__EXERCISE MATERIALS__
=== Section Start ===

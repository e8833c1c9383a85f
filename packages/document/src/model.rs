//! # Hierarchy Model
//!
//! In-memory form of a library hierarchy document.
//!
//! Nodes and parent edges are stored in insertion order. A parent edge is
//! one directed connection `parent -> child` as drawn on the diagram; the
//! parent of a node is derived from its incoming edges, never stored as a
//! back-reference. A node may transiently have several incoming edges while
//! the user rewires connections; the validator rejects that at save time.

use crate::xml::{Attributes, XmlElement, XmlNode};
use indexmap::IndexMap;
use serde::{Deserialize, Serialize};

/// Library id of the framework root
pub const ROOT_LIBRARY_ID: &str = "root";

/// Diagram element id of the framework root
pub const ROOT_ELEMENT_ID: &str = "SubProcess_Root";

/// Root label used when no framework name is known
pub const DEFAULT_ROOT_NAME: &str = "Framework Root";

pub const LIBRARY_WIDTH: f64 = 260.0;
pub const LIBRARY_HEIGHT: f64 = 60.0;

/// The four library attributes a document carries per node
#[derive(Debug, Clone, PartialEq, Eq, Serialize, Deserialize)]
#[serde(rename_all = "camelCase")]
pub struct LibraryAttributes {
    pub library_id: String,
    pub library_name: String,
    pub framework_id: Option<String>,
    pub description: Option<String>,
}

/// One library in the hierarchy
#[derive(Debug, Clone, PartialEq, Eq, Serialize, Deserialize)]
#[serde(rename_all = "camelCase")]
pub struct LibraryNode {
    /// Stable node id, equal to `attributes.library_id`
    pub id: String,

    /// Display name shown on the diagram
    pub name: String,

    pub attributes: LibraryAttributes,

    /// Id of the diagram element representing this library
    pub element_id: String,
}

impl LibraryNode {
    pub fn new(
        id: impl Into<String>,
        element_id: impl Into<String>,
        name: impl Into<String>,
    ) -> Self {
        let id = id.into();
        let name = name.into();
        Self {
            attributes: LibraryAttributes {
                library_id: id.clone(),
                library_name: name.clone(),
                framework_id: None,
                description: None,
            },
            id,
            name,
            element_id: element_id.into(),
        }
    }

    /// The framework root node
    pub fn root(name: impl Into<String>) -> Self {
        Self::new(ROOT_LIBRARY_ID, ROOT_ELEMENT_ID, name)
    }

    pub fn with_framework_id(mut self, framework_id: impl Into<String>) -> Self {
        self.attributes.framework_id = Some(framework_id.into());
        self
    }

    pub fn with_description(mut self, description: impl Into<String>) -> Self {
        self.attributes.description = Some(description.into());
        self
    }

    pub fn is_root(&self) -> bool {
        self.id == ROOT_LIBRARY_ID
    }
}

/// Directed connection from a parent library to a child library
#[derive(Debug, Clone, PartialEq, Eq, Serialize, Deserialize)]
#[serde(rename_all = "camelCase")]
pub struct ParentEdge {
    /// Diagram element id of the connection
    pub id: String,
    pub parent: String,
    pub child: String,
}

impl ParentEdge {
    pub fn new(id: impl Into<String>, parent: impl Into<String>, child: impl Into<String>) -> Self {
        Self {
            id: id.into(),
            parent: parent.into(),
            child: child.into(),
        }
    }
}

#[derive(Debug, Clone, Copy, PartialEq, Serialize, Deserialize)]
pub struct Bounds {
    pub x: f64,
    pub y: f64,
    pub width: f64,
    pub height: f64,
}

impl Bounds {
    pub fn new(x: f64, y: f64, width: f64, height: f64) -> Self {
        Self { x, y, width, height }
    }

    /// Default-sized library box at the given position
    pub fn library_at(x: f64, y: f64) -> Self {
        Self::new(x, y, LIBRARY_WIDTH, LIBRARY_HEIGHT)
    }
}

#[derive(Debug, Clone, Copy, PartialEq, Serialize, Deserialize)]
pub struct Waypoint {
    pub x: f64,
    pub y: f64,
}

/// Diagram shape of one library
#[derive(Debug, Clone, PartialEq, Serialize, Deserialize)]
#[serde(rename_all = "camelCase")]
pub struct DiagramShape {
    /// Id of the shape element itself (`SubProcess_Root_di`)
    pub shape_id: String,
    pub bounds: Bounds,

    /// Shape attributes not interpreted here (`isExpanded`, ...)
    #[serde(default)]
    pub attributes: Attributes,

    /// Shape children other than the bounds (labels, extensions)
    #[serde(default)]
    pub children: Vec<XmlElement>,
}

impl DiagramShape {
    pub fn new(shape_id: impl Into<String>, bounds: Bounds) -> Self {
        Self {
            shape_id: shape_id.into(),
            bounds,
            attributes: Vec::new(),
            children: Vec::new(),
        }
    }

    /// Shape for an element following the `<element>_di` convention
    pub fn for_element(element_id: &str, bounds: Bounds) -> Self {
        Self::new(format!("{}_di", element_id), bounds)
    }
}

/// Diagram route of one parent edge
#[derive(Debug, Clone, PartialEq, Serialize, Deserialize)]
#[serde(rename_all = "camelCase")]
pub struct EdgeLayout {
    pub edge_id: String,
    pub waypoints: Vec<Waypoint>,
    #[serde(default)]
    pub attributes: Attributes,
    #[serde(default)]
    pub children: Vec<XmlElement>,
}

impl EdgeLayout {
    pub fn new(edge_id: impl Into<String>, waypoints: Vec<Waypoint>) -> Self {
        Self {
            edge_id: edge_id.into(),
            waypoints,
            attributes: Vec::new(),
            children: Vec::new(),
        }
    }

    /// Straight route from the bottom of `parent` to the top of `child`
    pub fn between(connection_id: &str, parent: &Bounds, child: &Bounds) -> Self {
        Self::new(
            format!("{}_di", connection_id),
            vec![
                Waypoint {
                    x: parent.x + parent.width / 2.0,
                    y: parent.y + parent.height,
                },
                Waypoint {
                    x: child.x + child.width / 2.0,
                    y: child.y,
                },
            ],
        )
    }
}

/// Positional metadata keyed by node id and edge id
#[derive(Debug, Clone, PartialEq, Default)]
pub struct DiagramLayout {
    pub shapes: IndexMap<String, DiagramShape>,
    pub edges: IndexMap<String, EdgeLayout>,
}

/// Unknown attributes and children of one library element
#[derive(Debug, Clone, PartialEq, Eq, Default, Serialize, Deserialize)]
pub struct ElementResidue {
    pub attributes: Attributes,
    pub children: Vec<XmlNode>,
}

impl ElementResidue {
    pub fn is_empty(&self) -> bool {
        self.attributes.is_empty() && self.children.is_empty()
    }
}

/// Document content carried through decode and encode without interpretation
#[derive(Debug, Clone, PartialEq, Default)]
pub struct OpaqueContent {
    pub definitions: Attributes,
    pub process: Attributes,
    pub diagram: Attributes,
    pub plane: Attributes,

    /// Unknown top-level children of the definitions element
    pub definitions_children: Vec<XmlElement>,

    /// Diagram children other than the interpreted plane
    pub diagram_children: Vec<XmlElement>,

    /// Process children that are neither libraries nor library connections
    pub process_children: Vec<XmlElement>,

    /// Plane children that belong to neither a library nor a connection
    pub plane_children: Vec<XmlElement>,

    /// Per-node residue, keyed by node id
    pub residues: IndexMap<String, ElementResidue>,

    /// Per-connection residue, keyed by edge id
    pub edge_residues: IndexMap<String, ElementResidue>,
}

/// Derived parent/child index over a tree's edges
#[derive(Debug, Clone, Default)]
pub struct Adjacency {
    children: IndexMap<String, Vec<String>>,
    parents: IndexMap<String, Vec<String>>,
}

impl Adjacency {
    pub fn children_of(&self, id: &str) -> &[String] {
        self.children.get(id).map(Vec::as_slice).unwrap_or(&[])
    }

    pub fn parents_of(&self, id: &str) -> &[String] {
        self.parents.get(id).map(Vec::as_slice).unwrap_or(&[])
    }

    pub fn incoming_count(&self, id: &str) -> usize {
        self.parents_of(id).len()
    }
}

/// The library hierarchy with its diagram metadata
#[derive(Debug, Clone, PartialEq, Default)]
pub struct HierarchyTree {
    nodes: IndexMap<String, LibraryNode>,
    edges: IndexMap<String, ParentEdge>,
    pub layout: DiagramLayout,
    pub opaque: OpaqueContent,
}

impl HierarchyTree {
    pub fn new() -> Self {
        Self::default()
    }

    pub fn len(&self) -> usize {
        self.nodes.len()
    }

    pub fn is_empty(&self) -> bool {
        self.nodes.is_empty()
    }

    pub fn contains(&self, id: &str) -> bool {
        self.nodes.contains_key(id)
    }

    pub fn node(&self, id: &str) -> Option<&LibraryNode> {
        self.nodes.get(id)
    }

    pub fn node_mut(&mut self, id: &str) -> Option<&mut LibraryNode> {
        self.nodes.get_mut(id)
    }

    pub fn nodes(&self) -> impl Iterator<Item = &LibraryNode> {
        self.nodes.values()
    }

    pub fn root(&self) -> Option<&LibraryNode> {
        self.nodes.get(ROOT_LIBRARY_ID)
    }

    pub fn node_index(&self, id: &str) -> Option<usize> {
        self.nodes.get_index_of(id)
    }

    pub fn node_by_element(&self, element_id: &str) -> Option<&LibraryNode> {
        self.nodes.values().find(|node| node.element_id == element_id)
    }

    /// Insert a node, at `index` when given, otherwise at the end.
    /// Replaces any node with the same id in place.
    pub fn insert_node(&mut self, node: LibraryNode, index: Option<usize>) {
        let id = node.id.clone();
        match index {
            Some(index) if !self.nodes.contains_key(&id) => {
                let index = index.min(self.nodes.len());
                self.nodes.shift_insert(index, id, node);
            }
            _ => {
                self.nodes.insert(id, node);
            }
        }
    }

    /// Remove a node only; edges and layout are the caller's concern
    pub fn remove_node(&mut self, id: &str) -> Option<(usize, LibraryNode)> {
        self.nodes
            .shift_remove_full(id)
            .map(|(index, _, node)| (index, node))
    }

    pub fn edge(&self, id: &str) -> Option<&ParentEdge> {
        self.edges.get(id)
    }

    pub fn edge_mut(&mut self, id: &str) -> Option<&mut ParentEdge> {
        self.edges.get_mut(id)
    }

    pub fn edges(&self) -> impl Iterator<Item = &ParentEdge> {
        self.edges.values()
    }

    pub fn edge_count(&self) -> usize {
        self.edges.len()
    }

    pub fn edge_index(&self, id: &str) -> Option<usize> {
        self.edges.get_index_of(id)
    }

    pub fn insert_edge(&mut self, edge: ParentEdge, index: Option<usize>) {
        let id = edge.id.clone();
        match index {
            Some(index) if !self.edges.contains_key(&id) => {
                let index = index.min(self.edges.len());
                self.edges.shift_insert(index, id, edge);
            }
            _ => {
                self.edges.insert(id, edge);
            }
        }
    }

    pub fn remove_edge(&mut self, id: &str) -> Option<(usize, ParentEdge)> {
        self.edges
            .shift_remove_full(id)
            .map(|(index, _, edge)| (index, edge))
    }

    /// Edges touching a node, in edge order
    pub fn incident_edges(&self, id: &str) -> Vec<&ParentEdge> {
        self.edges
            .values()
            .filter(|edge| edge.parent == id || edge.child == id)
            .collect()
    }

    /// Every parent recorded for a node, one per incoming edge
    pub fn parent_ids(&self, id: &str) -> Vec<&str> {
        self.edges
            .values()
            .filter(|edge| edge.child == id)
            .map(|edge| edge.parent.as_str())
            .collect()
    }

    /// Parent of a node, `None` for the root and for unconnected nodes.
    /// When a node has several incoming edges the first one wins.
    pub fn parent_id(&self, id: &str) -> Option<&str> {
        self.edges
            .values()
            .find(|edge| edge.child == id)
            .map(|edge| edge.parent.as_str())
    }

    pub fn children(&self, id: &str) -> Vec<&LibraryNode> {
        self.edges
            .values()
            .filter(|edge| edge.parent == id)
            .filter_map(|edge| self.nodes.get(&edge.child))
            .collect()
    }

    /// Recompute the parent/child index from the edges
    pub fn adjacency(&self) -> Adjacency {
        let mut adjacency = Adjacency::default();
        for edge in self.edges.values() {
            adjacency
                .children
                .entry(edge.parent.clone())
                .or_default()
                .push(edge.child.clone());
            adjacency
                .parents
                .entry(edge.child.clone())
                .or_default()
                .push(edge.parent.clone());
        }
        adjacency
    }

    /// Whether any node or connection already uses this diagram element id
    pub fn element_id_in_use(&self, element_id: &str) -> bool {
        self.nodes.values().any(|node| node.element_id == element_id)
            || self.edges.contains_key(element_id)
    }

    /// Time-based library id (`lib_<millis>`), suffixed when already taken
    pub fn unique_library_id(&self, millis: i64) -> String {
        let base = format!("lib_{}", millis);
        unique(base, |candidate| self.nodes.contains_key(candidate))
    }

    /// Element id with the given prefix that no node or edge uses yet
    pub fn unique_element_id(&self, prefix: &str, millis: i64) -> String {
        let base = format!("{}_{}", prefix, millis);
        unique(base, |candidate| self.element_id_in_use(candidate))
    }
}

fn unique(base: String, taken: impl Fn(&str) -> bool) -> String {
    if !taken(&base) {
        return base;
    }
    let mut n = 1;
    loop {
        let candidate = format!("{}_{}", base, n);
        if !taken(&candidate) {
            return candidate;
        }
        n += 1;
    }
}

=== Section End ===
=== Section Start ===

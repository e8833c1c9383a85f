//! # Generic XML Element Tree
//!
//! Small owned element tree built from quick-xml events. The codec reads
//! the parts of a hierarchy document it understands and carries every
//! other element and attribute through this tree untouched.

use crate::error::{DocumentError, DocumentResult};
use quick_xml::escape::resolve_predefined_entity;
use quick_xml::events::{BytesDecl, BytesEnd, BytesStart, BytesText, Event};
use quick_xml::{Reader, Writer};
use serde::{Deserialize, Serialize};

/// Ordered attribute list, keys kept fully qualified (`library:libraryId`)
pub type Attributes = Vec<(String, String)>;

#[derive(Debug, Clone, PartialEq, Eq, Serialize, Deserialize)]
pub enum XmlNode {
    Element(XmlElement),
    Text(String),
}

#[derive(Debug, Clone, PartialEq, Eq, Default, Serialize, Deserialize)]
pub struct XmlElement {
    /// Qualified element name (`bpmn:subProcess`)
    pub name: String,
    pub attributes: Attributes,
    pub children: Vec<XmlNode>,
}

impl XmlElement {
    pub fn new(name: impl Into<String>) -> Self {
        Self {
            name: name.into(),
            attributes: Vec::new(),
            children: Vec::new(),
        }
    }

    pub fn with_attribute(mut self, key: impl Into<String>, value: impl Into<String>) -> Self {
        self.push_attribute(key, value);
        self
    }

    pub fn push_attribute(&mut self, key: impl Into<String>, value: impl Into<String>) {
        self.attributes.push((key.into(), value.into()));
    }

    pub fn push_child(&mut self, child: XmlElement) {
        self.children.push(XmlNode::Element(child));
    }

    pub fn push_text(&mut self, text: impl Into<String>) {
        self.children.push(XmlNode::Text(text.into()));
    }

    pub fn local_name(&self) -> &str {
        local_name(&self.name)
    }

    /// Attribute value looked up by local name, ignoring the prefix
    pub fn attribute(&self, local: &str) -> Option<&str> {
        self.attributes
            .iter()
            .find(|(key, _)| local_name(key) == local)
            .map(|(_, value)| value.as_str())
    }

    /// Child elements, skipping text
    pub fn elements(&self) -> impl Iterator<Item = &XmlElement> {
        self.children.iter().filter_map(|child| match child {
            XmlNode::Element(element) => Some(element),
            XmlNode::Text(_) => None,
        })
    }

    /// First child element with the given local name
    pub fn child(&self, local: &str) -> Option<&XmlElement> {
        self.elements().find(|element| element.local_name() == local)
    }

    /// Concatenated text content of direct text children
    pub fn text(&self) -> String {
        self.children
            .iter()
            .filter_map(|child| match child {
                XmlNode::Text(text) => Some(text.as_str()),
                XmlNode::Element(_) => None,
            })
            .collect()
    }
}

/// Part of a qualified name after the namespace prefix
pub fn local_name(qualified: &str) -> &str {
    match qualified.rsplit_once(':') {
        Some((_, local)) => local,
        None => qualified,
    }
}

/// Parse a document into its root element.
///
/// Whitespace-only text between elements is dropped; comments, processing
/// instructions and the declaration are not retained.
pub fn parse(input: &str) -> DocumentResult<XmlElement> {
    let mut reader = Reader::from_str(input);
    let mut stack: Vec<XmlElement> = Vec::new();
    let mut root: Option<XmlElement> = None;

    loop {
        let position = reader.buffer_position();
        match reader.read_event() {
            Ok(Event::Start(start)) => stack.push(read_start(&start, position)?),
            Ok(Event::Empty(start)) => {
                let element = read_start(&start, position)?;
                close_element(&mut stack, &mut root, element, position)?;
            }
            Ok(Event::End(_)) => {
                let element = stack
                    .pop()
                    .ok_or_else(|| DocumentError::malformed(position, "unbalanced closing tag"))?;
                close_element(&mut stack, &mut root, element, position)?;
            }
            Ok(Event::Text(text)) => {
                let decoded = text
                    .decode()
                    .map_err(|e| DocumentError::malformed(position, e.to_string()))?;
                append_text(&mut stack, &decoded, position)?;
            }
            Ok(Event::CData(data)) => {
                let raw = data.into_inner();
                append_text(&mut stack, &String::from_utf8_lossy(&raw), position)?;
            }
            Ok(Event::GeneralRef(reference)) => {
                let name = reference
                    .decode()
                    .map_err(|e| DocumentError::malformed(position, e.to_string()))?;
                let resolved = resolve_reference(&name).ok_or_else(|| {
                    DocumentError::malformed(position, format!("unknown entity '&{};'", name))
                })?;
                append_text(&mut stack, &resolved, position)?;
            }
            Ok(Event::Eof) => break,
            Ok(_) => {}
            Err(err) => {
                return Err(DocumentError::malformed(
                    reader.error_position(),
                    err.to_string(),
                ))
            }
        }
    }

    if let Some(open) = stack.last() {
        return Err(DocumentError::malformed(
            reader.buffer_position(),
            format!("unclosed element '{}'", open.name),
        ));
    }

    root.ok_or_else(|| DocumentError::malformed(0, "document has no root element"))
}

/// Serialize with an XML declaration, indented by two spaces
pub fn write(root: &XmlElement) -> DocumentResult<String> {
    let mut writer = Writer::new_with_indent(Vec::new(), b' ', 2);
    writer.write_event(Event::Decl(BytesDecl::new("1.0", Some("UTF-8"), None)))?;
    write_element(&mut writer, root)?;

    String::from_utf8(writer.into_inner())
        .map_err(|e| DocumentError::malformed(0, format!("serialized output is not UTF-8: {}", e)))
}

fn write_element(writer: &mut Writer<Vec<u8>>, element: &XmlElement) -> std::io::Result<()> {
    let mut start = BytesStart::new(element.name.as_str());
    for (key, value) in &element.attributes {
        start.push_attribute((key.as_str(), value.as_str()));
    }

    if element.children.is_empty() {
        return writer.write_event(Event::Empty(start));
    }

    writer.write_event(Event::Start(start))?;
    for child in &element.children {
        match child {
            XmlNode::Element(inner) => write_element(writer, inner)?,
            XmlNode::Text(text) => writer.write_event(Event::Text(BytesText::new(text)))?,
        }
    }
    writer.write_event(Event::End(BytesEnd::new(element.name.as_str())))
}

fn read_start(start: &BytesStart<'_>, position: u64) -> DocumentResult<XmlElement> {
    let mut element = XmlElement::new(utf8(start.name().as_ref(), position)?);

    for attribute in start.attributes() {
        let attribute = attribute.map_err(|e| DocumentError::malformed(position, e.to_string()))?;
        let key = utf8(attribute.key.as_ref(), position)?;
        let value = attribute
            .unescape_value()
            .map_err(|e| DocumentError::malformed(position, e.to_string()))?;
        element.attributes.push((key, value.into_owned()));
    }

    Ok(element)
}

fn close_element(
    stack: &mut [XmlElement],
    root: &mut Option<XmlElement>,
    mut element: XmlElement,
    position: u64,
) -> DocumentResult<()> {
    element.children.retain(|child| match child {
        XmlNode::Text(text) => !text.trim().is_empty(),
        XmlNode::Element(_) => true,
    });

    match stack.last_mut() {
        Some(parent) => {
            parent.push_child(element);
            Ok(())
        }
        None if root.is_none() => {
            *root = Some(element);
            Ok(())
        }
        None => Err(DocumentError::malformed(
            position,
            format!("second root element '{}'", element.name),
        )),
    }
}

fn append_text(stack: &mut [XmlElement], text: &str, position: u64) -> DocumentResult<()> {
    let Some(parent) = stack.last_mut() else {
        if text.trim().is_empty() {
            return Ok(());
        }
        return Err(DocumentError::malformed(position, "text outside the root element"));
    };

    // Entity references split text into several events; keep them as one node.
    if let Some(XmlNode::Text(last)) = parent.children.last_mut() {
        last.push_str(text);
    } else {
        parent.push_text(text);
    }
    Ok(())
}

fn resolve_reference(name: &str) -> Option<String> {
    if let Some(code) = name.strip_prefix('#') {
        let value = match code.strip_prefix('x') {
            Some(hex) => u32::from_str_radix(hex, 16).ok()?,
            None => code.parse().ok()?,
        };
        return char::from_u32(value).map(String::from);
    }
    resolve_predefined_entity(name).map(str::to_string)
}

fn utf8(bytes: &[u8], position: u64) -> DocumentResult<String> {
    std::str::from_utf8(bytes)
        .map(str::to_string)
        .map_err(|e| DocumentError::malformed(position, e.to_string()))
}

=== Section End ===

__WHAT NEEDS TO BE DONE__
Nothing but a number is expected: how many lines in the listing above contain "entry"?

__COMPLETED TASK__
2